* **Extracted information**:
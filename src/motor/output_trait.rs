//! Trait abstraction for motor outputs to enable testing

use async_trait::async_trait;
use tracing::info;

use crate::control::mixer::DriveCommand;
use crate::error::Result;

/// Actuator accepting signed drive commands for the two motors.
///
/// Values arrive already clamped to the mixer's full scale.
#[async_trait]
pub trait MotorOutput: Send {
    /// Applies `command` to the motors.
    async fn set_motors(&mut self, command: DriveCommand) -> Result<()>;
}

/// Output that only logs commands, for running without a motor controller.
#[derive(Debug, Default)]
pub struct DryRunMotors {
    last: Option<DriveCommand>,
}

impl DryRunMotors {
    pub fn new() -> Self {
        Self::default()
    }

    /// Most recent command received.
    pub fn last_command(&self) -> Option<DriveCommand> {
        self.last
    }
}

#[async_trait]
impl MotorOutput for DryRunMotors {
    async fn set_motors(&mut self, command: DriveCommand) -> Result<()> {
        if self.last != Some(command) {
            info!("Dry run: set_motors({}, {})", command.left, command.right);
            self.last = Some(command);
        }
        Ok(())
    }
}

#[async_trait]
impl<M: MotorOutput + ?Sized> MotorOutput for Box<M> {
    async fn set_motors(&mut self, command: DriveCommand) -> Result<()> {
        (**self).set_motors(command).await
    }
}

#[cfg(test)]
pub mod mocks {
    use super::*;
    use crate::error::RcBridgeError;
    use std::sync::{Arc, Mutex};

    /// Mock motor output recording every command
    #[derive(Clone, Default)]
    pub struct MockMotors {
        pub commands: Arc<Mutex<Vec<DriveCommand>>>,
        pub write_error: Arc<Mutex<Option<String>>>,
    }

    impl MockMotors {
        pub fn new() -> Self {
            Self::default()
        }

        pub fn get_commands(&self) -> Vec<DriveCommand> {
            self.commands.lock().unwrap().clone()
        }

        pub fn last_command(&self) -> Option<DriveCommand> {
            self.commands.lock().unwrap().last().copied()
        }

        pub fn set_write_error(&self, message: &str) {
            *self.write_error.lock().unwrap() = Some(message.to_string());
        }
    }

    #[async_trait]
    impl MotorOutput for MockMotors {
        async fn set_motors(&mut self, command: DriveCommand) -> Result<()> {
            self.commands.lock().unwrap().push(command);
            if let Some(message) = self.write_error.lock().unwrap().clone() {
                return Err(RcBridgeError::Serial(message));
            }
            Ok(())
        }
    }
}

#[cfg(test)]
mod tests {
    use super::mocks::MockMotors;
    use super::*;

    #[test]
    fn test_dry_run_remembers_last_command() {
        let mut motors = DryRunMotors::new();
        assert_eq!(motors.last_command(), None);

        tokio_test::block_on(async {
            tokio_test::assert_ok!(motors.set_motors(DriveCommand::new(10, -10)).await);
            tokio_test::assert_ok!(motors.set_motors(DriveCommand::STOP).await);
        });
        assert_eq!(motors.last_command(), Some(DriveCommand::STOP));
    }

    #[tokio::test]
    async fn test_mock_records_commands_and_errors() {
        let mock = MockMotors::new();
        let mut motors = mock.clone();

        motors.set_motors(DriveCommand::new(1, 2)).await.unwrap();
        mock.set_write_error("unplugged");
        assert!(motors.set_motors(DriveCommand::STOP).await.is_err());

        assert_eq!(
            mock.get_commands(),
            vec![DriveCommand::new(1, 2), DriveCommand::STOP]
        );
    }

    #[tokio::test]
    async fn test_boxed_output_forwards() {
        let mock = MockMotors::new();
        let mut boxed: Box<dyn MotorOutput> = Box::new(mock.clone());

        boxed.set_motors(DriveCommand::new(5, 6)).await.unwrap();
        assert_eq!(mock.last_command(), Some(DriveCommand::new(5, 6)));
    }
}
/// Edge source configuration
#[derive(Debug, Deserialize, Clone)]
pub struct InputConfig {
    #[serde(default)]
    pub source: InputSource,

    #[serde(default)]
    pub trace_path: Option<String>,

    #[serde(default = "default_synthetic_pulse_us")]
    pub synthetic_pulse_us: [u32; CHANNEL_COUNT],

    #[serde(default = "default_frame_period_us")]
    pub frame_period_us: u32,
}

/// Telemetry configuration
#[derive(Debug, Deserialize, Clone)]
pub struct TelemetryConfig {
    #[serde(default = "default_telemetry_enabled")]
    pub enabled: bool,

    #[serde(default = "default_log_dir")]
    pub log_dir: String,

    #[serde(default = "default_max_records_per_file")]
    pub max_records_per_file: usize,

    #[serde(default = "default_max_files_to_keep")]
    pub max_files_to_keep: usize,

    #[serde(default = "default_log_format")]
    pub format: String,
}

/// Diagnostic log configuration
#[derive(Debug, Deserialize, Clone, Default)]
pub struct LoggingConfig {
    /// Directory for a daily rolling log file; stderr only when unset
    #[serde(default)]
    pub file_dir: Option<String>,
}

// Default value functions
fn default_tick_period_ns() -> u32 { DEFAULT_TICK_PERIOD_NS }

fn default_min_pulse_ticks() -> u16 { DEFAULT_MIN_PULSE_TICKS }
fn default_neutral_pulse_ticks() -> u16 { DEFAULT_NEUTRAL_PULSE_TICKS }
fn default_max_pulse_ticks() -> u16 { DEFAULT_MAX_PULSE_TICKS }
fn default_min_low_ticks() -> u16 { DEFAULT_MIN_LOW_TICKS }
fn default_stale_ticks() -> u16 { DEFAULT_STALE_TICKS }
fn default_error_credit() -> u8 { DEFAULT_ERROR_CREDIT }

fn default_full_scale() -> i16 { DEFAULT_FULL_SCALE }

fn default_poll_interval_us() -> u64 { 1000 }
fn default_display_interval_ms() -> u64 { 100 }

fn default_motor_enabled() -> bool { true }
fn default_motor_port() -> String { "/dev/ttyACM0".to_string() }
fn default_baud_rate() -> u32 { DEFAULT_BAUD_RATE }

fn default_synthetic_pulse_us() -> [u32; CHANNEL_COUNT] { [1500, 1500] }
fn default_frame_period_us() -> u32 { DEFAULT_FRAME_PERIOD_US }

fn default_telemetry_enabled() -> bool { false }
fn default_log_dir() -> String { "./logs".to_string() }
fn default_max_records_per_file() -> usize { 10000 }
fn default_max_files_to_keep() -> usize { 10 }
fn default_log_format() -> String { "jsonl".to_string() }

impl Default for TimerConfig {
    fn default() -> Self {
        Self { tick_period_ns: default_tick_period_ns() }
    }
}

impl Default for PulseConfig {
    fn default() -> Self {
        Self {
            min_pulse_ticks: default_min_pulse_ticks(),
            neutral_pulse_ticks: default_neutral_pulse_ticks(),
            max_pulse_ticks: default_max_pulse_ticks(),
            min_low_ticks: default_min_low_ticks(),
            stale_ticks: default_stale_ticks(),
            error_credit: default_error_credit(),
        }
    }
}
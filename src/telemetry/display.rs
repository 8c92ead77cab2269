//! Periodic status display task

use std::sync::Arc;
use std::time::Duration;
use tokio::sync::watch;
use tokio::task;
use tokio::time::{interval, MissedTickBehavior};
use tracing::{info, warn};

use super::logger::StatusLogger;
use super::types::{format_status_line, StatusRecord};
use crate::capture::timer::TickSource;
use crate::control::ControlStatus;

/// Reports the latest control status every `period`.
///
/// Runs independently of the control loop: it only reads the most recent
/// snapshot published on `status`. Each tick logs one display line and, with a
/// `logger`, appends one [`StatusRecord`] on the blocking thread pool. A
/// logger that fails is dropped after a warning. Returns the number of lines reported once `shutdown`
/// turns `true` or its sender is dropped.
pub async fn run_status_display(
    status: watch::Receiver<ControlStatus>,
    timer: Arc<dyn TickSource>,
    tick_period_ns: u32,
    period: Duration,
    mut logger: Option<StatusLogger>,
    mut shutdown: watch::Receiver<bool>,
) -> u64 {
    let mut ticker = interval(period);
    ticker.set_missed_tick_behavior(MissedTickBehavior::Delay);
    let mut lines = 0;

    loop {
        tokio::select! {
            _ = ticker.tick() => {
                let snapshot = *status.borrow();
                let uptime_ms = timer.millis();
                info!("{}", format_status_line(&snapshot, uptime_ms, tick_period_ns));
                lines += 1;

                if let Some(mut active) = logger.take() {
                    let record = StatusRecord::new(&snapshot, uptime_ms, tick_period_ns);
                    let written = task::spawn_blocking(move || {
                        let result = active.log(&record);
                        (active, result)
                    })
                    .await;

                    match written {
                        Ok((active, Ok(()))) => logger = Some(active),
                        Ok((_, Err(e))) => warn!("Telemetry logging disabled: {}", e),
                        Err(e) => warn!("Telemetry logging disabled: writer task failed: {}", e),
                    }
                }
            }

            changed = shutdown.changed() => {
                if changed.is_err() || *shutdown.borrow() {
                    break;
                }
            }
        }
    }

    lines
}
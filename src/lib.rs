//! # RC Drive Bridge Library
//!
//! Drive a two-wheeled robot from a hobby RC receiver.
//!
//! This library decodes two RC PWM channels from pin edges, filters them
//! through a per-channel trust counter and a stale-signal watchdog, and mixes
//! them into left/right motor commands. Any doubt about either channel stops
//! both motors.
//!
//! - [`capture`]: edge timing per channel, tick source, edge sources
//! - [`control`]: watchdog, pulse validator, drive mixer and the control loop
//! - [`motor`]: motor controller output over a serial link
//! - [`telemetry`]: status display and JSONL status logs

pub mod capture;
pub mod config;
pub mod control;
pub mod error;
pub mod motor;
pub mod telemetry;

* **Assignment**: Find the lines above that include the string "ControlStatus" and copy them.

* **Solution for this task**:
use crate::control::ControlStatus;
    status: watch::Receiver<ControlStatus>,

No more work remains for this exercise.